*PROVIDED DATA*.
# # #
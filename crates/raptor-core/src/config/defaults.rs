// Single source of truth for all default values.

// --- Recall ---
pub const DEFAULT_TOP_K: usize = 10;
pub const DEFAULT_OVER_FETCH_FACTOR: usize = 3;
pub const DEFAULT_MAX_TOKENS: usize = 3_500;
pub const DEFAULT_SELECTION_THRESHOLD: f64 = 0.5;
pub const DEFAULT_RECALL_TIMEOUT_MS: u64 = 5_000;

// --- Rerank (per query) ---
pub const DEFAULT_RERANK_ENABLED: bool = false;
pub const DEFAULT_RERANK_BATCH_SIZE: usize = 32;
pub const DEFAULT_RERANK_SCORE_SPREAD_THRESHOLD: f64 = 0.1;
pub const DEFAULT_RERANK_TIMEOUT_MS: u64 = 2_000;

// --- Rerank (per gateway) ---
pub const DEFAULT_RERANK_MODEL_NAME: &str = "lexical-overlap";
pub const DEFAULT_RERANK_CACHE_CAPACITY: u64 = 10_000;
pub const DEFAULT_MAX_CONCURRENT_BATCHES: usize = 4;

// --- Observability ---
pub const DEFAULT_LOG_LEVEL: &str = "info";
pub const DEFAULT_JSON_LOGS: bool = true;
# # #
Tell how many lines of the data contain "usize". Nothing but the number belongs in the reply.

5